┌──

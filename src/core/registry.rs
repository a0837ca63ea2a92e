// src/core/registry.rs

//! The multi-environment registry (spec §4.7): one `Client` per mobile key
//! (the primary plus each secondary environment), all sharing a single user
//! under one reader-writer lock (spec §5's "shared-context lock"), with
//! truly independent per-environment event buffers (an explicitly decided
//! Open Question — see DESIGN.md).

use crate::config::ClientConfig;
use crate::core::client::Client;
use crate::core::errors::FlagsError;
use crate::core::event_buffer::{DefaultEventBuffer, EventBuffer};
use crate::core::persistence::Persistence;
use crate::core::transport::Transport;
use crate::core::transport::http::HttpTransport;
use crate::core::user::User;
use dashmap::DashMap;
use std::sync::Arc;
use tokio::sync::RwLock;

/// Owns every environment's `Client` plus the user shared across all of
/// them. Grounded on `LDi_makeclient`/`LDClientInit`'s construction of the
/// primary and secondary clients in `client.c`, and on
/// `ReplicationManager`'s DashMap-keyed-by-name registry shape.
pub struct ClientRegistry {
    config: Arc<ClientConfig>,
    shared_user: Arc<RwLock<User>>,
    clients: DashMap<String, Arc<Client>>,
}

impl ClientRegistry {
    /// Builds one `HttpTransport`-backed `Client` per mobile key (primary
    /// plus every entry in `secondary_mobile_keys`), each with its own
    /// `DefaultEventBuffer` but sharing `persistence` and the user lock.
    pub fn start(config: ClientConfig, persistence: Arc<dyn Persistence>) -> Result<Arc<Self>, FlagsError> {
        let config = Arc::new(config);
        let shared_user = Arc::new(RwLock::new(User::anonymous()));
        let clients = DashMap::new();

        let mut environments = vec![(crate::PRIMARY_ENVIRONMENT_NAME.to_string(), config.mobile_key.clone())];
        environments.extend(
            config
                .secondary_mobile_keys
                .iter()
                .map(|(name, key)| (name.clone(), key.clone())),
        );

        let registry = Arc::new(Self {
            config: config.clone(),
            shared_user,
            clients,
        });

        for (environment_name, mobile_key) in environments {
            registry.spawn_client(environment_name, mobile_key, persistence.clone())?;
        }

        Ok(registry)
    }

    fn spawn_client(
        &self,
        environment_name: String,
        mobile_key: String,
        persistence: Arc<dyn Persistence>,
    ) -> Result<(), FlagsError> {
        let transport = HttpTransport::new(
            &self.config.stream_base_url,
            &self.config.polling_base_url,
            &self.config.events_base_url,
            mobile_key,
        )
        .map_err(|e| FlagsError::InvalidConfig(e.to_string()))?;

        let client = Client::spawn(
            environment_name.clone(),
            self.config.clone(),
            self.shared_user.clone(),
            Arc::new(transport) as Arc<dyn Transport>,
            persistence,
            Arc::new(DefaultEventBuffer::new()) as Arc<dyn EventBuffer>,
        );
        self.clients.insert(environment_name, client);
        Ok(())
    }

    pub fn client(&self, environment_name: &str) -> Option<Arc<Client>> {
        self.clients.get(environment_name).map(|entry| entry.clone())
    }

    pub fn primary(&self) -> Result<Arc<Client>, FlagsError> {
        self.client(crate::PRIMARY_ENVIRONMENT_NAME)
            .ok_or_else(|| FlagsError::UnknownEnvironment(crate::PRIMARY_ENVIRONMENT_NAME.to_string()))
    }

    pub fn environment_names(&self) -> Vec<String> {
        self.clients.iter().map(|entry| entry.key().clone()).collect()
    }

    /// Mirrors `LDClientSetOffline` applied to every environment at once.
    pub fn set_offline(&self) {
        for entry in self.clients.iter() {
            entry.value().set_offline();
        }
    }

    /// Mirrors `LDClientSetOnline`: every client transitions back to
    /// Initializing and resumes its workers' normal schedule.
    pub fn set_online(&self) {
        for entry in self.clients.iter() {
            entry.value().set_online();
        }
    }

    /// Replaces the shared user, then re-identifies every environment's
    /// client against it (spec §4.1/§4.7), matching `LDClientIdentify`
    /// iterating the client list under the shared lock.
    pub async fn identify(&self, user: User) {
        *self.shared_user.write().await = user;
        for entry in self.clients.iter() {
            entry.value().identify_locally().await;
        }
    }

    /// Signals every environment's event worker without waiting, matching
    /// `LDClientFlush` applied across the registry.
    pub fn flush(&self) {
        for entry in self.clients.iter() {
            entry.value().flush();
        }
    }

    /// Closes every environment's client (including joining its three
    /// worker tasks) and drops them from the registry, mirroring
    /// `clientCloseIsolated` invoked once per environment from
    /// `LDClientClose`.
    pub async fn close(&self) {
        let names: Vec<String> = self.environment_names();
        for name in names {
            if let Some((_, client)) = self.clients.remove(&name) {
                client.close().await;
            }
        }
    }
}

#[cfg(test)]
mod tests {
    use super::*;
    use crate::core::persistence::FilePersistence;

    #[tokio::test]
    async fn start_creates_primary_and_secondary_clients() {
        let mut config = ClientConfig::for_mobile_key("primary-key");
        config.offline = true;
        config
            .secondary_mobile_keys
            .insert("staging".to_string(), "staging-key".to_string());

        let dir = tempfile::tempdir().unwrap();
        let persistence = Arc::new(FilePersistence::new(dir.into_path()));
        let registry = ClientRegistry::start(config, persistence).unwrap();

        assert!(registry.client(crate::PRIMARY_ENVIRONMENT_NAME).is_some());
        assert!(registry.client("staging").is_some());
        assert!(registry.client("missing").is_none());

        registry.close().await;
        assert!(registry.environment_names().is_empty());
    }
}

└──

- [Problem] Could you restate word for word the lines above, from the one that contains "construction of the" through the one that contains "mobile key (primary", and no others?

- [Output of the exercise]
/// them. Grounded on `LDi_makeclient`/`LDClientInit`'s construction of the
/// primary and secondary clients in `client.c`, and on
/// `ReplicationManager`'s DashMap-keyed-by-name registry shape.
pub struct ClientRegistry {
    config: Arc<ClientConfig>,
    shared_user: Arc<RwLock<User>>,
    clients: DashMap<String, Arc<Client>>,
}

impl ClientRegistry {
    /// Builds one `HttpTransport`-backed `Client` per mobile key (primary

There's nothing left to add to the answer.